Review: ‘The High-Maintenance Ladies of the Zombie Apocalypse’ by Melinda Marshall and Christine Steendam

The High-Maintenance Ladies of the Zombie Apocalypse by Melinda Marshall and Christine Steendam
Hazelridge Press (October 2016)

127 pages, $10.99 paperback; $2.99 e-book
Reviewed by Joshua Gage

The High-Maintenance Ladies of the Zombie Apocalypse is exactly what the title conveys, a humorous attempt to pit pampered fashionistas against brainless, flesh-eating hordes. Taken in that spirit, this book is a complete success. It is at times silly, gory, irreverent, suspenseful and all around fun. Co-authors Melinda Marshall and Christine Steendam have concocted some clever heroines and given us insight into their survival skills. Overall, this is a quick, fun read that’s worth pursuing.

Maddie and Vanessa are two young, independent urban women living the high life. We meet them as they are getting pedicures, with germophobic Venessa worrying about possible bacteria in the water. When one of the other guests begins to act crazy—moaning, screaming, and attacking people—Vanessa and Maddie quickly leave, assuming it’s an isolated incident.

However, when the same symptoms begin to occur at work with patients and coworkers, even possible dates, the girls decide to camp out in Vanessa’s apartment until things die down. After a week, they’ve drunk all their wine, eaten most of the food, and need to resupply. Armed with a tennis racket, a baseball bat, and two killer pairs of high heels, they navigate the streets of the city to stock up, only to confront more and more of the “crazies.” Eventually, they decide to flee the city, only to run into more dangers, both living and undead.

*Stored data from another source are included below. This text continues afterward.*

//! Tests for the booking lifecycle state machine.

use chrono::TimeZone;
use rstest::rstest;
use rust_decimal_macros::dec;
use uuid::Uuid;

use super::*;
use crate::domain::money::CurrencyCode;

fn day(d: u32) -> DateTime<Utc> {
    Utc.with_ymd_and_hms(2024, 1, d, 0, 0, 0).single().expect("valid date")
}

fn draft() -> BookingDraft {
    BookingDraft {
        id: Uuid::new_v4(),
        client_id: UserId::random(),
        property_id: Uuid::new_v4(),
        guest_name: "Ada Lovelace".to_owned(),
        phone_number: "+44 20 7946 0000".to_owned(),
        range: DateRange::new(day(1), day(5)).expect("valid range"),
        total_price: Money::try_new(dec!(240), CurrencyCode::try_new("EUR").expect("valid code"))
            .expect("non-negative amount"),
        reserved_at: day(1),
    }
}

fn booking_in(status: BookingStatus) -> Booking {
    let mut booking = Booking::new(draft()).expect("valid draft");
    let now = day(1);
    match status {
        BookingStatus::Pending => {}
        BookingStatus::Confirmed => {
            booking.transition_to(BookingStatus::Confirmed, now).expect("legal");
        }
        BookingStatus::Rejected => {
            booking.transition_to(BookingStatus::Rejected, now).expect("legal");
        }
        BookingStatus::Cancelled => {
            booking.transition_to(BookingStatus::Cancelled, now).expect("legal");
        }
        BookingStatus::Completed => {
            booking.transition_to(BookingStatus::Confirmed, now).expect("legal");
            booking.transition_to(BookingStatus::Completed, now).expect("legal");
        }
    }
    booking
}

#[test]
fn new_bookings_start_pending_without_update_timestamp() {
    let booking = Booking::new(draft()).expect("valid draft");
    assert_eq!(booking.status(), BookingStatus::Pending);
    assert!(booking.updated_at().is_none());
}

#[rstest]
#[case("", "+44 20 7946 0000", BookingValidationError::EmptyGuestName)]
#[case("  ", "+44 20 7946 0000", BookingValidationError::EmptyGuestName)]
#[case("Ada Lovelace", "", BookingValidationError::EmptyPhoneNumber)]
fn construction_validates_contact_details(
    #[case] guest_name: &str,
    #[case] phone_number: &str,
    #[case] expected: BookingValidationError,
) {
    let mut input = draft();
    input.guest_name = guest_name.to_owned();
    input.phone_number = phone_number.to_owned();
    assert_eq!(Booking::new(input).expect_err("invalid draft"), expected);
}

#[rstest]
#[case(BookingStatus::Pending, BookingStatus::Confirmed)]
#[case(BookingStatus::Pending, BookingStatus::Rejected)]
#[case(BookingStatus::Pending, BookingStatus::Cancelled)]
#[case(BookingStatus::Confirmed, BookingStatus::Cancelled)]
#[case(BookingStatus::Confirmed, BookingStatus::Completed)]
fn legal_transitions_succeed_and_stamp_updated_at(
    #[case] from: BookingStatus,
    #[case] to: BookingStatus,
) {
    let mut booking = booking_in(from);
    let now = day(9);
    let event = booking.transition_to(to, now).expect("legal transition");
    assert_eq!(booking.status(), to);
    assert_eq!(booking.updated_at(), Some(now));
    assert_eq!(event.booking_id, booking.id());
}

#[rstest]
#[case(BookingStatus::Pending)]
#[case(BookingStatus::Confirmed)]
#[case(BookingStatus::Rejected)]
fn same_status_is_rejected(#[case] status: BookingStatus) {
    let mut booking = booking_in(status);
    let err = booking.transition_to(status, day(9)).expect_err("same status");
    assert_eq!(err, BookingTransitionError::SameStatus { status });
}

#[rstest]
#[case(BookingStatus::Confirmed)]
#[case(BookingStatus::Rejected)]
#[case(BookingStatus::Cancelled)]
#[case(BookingStatus::Completed)]
fn nothing_reverts_to_pending(#[case] from: BookingStatus) {
    let mut booking = booking_in(from);
    let err = booking
        .transition_to(BookingStatus::Pending, day(9))
        .expect_err("revert");
    assert_eq!(err, BookingTransitionError::RevertToPending);
}

#[rstest]
#[case(BookingStatus::Rejected)]
#[case(BookingStatus::Cancelled)]
#[case(BookingStatus::Completed)]
fn only_pending_bookings_confirm(#[case] from: BookingStatus) {
    let mut booking = booking_in(from);
    let err = booking
        .transition_to(BookingStatus::Confirmed, day(9))
        .expect_err("not pending");
    assert_eq!(
        err,
        BookingTransitionError::NotPending {
            target: BookingStatus::Confirmed,
            current: from,
        }
    );
}

#[test]
fn confirmed_bookings_cannot_be_rejected() {
    let mut booking = booking_in(BookingStatus::Confirmed);
    let err = booking
        .transition_to(BookingStatus::Rejected, day(9))
        .expect_err("not pending");
    assert_eq!(
        err,
        BookingTransitionError::NotPending {
            target: BookingStatus::Rejected,
            current: BookingStatus::Confirmed,
        }
    );
}

#[rstest]
#[case(BookingStatus::Rejected)]
#[case(BookingStatus::Cancelled)]
fn completed_bookings_stay_completed(#[case] target: BookingStatus) {
    let mut booking = booking_in(BookingStatus::Completed);
    let err = booking.transition_to(target, day(9)).expect_err("completed");
    assert_eq!(err, BookingTransitionError::AlreadyCompleted { target });
}

#[test]
fn rejected_bookings_cannot_be_cancelled() {
    let mut booking = booking_in(BookingStatus::Rejected);
    let err = booking
        .transition_to(BookingStatus::Cancelled, day(9))
        .expect_err("closed");
    assert_eq!(
        err,
        BookingTransitionError::AlreadyClosed {
            current: BookingStatus::Rejected,
        }
    );
}

#[rstest]
#[case(BookingStatus::Pending)]
#[case(BookingStatus::Rejected)]
#[case(BookingStatus::Cancelled)]
fn only_confirmed_bookings_complete(#[case] from: BookingStatus) {
    let mut booking = booking_in(from);
    let err = booking
        .transition_to(BookingStatus::Completed, day(9))
        .expect_err("not confirmed");
    assert_eq!(err, BookingTransitionError::NotConfirmed { current: from });
}

#[test]
fn events_carry_the_transition_kind() {
    let mut booking = booking_in(BookingStatus::Pending);
    let event = booking
        .transition_to(BookingStatus::Confirmed, day(9))
        .expect("legal transition");
    assert_eq!(event.lifecycle, BookingLifecycle::Confirmed);
    assert_eq!(event.property_id, booking.property_id());
    assert_eq!(event.client_id, booking.client_id());
}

This was a very brisk novel. It was cleanly written, and moved along at a fast pace. There was enough detail and description, though, to keep readers engaged. As with any good zombie novel, the authors did not shy away from the graphic imagery. The scene of a high heel rupturing a bloated zombie stomach was particularly gruesome. However, the authors also did not dwell on the disturbing imagery, focusing more on Maddie and Vanessa and their plans for survival.

At times, the novel felt a bit too convenient. Cars were right where the protagonists needed them to be, safe havens appeared where they ought to, and the ride seemed bumpy, but not overly fraught with peril. Furthermore, Maddie and Vanessa sometimes seemed to be overly diva, especially when they were making plans for their escape that had to include their favorite pairs of shoes.

Still, this novel is not meant to be taken as seriously as other horror novels, and can even be read as a form of social satire, so these minor flaws are outweighed by the overriding story. The only other issue this novel had was that it was much too short, and could have easily been developed for another few hundred pages. The fact that it stops right in the middle of the action leads me to believe that a sequel is on the way, which I certainly hope for, as these characters are too good to let go of so soon.

Picking up a book titled The High-Maintenance Ladies of the Zombie Apocalypse, readers know exactly what they are going to get. Indulged divas living a comfy lifestyle wind up facing a city full of zombies armed with only a tennis racket and a fabulous pair of shoes. It’s like Sex in the City met Dawn of the Dead, with the perfect balance of action, horror and humor. It’s a very clever book and one that even casual readers of horror will certainly enjoy.